● **Data to process**
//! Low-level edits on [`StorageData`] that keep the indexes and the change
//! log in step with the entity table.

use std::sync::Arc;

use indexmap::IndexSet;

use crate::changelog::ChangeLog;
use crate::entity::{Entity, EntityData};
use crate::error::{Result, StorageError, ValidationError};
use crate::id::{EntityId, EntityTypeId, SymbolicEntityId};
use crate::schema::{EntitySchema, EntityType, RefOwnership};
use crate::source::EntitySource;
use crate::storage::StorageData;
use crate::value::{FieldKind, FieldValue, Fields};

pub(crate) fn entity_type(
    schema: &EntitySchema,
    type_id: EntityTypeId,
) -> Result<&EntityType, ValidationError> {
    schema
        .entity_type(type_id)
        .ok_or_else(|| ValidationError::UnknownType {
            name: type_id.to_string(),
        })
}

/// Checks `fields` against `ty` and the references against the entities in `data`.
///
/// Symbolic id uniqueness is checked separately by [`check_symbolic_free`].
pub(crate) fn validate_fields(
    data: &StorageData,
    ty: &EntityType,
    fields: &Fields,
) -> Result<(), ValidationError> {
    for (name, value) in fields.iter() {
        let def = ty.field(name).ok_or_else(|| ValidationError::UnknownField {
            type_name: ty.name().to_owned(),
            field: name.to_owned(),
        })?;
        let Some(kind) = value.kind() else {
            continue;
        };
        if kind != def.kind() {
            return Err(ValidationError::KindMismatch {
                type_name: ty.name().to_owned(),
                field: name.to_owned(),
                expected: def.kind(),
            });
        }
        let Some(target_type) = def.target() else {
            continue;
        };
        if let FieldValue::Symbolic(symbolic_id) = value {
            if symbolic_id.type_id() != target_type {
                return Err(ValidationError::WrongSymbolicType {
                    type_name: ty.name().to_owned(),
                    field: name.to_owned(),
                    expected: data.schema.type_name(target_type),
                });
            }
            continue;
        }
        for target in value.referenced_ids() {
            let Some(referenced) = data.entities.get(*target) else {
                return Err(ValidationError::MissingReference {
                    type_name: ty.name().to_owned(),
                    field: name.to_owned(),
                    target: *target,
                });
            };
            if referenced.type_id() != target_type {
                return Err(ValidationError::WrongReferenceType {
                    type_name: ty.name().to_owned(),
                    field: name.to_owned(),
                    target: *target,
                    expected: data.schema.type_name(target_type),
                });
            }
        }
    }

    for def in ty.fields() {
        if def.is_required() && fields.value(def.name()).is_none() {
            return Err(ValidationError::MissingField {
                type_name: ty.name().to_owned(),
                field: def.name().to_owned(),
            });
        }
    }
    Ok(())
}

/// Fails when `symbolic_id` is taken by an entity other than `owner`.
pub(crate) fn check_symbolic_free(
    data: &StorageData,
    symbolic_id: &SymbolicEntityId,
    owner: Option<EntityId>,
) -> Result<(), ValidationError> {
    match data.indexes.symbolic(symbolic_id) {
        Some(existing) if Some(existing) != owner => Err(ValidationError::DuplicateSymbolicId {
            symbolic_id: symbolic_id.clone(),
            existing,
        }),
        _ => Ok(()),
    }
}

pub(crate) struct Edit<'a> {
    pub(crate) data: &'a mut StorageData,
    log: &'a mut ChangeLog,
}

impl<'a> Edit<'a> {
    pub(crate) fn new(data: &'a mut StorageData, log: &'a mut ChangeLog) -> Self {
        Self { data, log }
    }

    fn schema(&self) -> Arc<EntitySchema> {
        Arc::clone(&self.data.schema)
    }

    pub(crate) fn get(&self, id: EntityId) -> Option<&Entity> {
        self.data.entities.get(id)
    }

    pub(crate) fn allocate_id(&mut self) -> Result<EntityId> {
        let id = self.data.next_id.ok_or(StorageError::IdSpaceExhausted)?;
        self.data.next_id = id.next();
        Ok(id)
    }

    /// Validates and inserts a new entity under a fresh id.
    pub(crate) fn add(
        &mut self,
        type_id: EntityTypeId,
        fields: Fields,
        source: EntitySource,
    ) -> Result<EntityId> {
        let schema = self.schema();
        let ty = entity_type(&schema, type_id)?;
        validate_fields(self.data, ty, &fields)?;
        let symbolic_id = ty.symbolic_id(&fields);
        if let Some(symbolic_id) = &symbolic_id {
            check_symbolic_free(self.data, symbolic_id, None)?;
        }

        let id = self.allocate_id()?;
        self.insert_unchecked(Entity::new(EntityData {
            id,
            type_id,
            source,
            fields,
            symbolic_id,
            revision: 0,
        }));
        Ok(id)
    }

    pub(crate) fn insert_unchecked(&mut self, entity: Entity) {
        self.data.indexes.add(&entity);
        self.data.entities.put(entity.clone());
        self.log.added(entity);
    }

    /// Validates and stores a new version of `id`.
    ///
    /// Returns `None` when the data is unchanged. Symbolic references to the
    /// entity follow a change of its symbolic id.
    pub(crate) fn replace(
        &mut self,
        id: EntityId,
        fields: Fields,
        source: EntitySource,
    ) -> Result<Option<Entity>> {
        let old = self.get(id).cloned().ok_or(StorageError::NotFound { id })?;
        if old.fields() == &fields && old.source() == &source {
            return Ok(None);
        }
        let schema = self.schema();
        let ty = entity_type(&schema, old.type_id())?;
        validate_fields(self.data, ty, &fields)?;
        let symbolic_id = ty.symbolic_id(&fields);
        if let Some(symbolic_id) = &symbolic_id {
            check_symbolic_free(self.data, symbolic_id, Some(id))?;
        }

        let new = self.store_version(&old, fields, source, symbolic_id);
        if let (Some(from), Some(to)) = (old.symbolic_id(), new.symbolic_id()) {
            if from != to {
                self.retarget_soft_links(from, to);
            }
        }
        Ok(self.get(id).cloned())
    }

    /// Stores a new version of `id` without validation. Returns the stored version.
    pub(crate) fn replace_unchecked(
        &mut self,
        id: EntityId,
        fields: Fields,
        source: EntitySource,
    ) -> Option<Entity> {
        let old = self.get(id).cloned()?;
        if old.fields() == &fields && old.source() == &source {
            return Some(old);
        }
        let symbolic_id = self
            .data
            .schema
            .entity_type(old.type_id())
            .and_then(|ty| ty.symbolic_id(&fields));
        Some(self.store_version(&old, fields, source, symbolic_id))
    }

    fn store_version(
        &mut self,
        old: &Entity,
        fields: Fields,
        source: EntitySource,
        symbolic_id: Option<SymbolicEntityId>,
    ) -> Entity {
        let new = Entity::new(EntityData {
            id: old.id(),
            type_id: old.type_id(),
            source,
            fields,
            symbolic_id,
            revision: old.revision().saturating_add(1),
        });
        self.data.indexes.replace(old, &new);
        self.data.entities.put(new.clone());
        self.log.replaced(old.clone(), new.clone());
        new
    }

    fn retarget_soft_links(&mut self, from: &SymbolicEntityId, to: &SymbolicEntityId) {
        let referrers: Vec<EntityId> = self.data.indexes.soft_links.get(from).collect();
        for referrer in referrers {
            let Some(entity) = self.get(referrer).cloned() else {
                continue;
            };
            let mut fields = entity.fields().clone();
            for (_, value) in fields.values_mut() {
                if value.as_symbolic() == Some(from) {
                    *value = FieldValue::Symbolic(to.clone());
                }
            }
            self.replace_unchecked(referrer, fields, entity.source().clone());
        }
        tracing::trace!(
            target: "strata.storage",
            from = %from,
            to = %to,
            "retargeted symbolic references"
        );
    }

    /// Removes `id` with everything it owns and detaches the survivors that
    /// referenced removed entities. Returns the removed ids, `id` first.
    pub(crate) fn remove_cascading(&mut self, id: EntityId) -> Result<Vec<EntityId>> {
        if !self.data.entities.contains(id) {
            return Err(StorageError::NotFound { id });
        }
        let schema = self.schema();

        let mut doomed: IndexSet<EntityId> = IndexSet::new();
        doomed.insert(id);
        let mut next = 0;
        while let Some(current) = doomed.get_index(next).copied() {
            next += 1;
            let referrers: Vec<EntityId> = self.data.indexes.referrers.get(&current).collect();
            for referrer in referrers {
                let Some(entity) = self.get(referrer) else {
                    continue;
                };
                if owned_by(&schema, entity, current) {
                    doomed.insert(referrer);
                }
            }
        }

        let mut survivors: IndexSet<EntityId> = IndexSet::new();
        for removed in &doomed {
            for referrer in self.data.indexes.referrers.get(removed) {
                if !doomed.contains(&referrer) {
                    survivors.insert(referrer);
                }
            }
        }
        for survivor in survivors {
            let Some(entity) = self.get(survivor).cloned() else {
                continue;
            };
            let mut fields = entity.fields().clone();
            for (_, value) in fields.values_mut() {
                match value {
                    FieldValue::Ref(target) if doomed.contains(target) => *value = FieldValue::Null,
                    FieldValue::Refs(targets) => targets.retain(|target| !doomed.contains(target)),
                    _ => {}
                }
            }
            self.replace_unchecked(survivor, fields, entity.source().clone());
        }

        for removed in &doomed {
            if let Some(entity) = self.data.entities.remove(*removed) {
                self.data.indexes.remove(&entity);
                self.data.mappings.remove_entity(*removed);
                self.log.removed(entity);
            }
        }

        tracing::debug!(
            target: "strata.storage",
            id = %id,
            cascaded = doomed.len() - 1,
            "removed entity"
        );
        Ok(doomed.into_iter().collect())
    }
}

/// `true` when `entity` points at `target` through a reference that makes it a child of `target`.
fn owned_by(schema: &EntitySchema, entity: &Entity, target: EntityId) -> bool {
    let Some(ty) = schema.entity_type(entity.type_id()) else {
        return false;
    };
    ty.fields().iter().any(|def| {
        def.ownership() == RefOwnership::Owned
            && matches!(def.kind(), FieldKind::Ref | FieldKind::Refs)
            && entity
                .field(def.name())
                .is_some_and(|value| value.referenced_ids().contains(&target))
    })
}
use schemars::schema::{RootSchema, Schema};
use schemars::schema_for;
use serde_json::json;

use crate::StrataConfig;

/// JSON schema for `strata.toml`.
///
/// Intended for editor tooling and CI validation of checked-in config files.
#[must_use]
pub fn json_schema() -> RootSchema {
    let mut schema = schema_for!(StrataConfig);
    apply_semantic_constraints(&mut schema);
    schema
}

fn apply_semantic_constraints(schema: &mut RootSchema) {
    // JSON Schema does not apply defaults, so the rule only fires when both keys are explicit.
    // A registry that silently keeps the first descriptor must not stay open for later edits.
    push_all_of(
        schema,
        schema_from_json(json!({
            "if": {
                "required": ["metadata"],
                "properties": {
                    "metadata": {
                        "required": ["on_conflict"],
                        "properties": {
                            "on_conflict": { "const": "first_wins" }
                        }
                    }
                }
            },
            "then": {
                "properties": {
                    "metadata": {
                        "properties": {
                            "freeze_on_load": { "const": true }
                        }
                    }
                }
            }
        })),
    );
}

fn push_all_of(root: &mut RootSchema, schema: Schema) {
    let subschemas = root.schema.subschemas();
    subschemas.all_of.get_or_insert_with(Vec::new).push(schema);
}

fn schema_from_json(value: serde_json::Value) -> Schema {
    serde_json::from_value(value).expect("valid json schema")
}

● **What is being asked**
Go through the data above and copy each line that holds the word "FieldValue".

● **Response**
use crate::value::{FieldKind, FieldValue, Fields};
        if let FieldValue::Symbolic(symbolic_id) = value {
                    *value = FieldValue::Symbolic(to.clone());
                    FieldValue::Ref(target) if doomed.contains(target) => *value = FieldValue::Null,
                    FieldValue::Refs(targets) => targets.retain(|target| !doomed.contains(target)),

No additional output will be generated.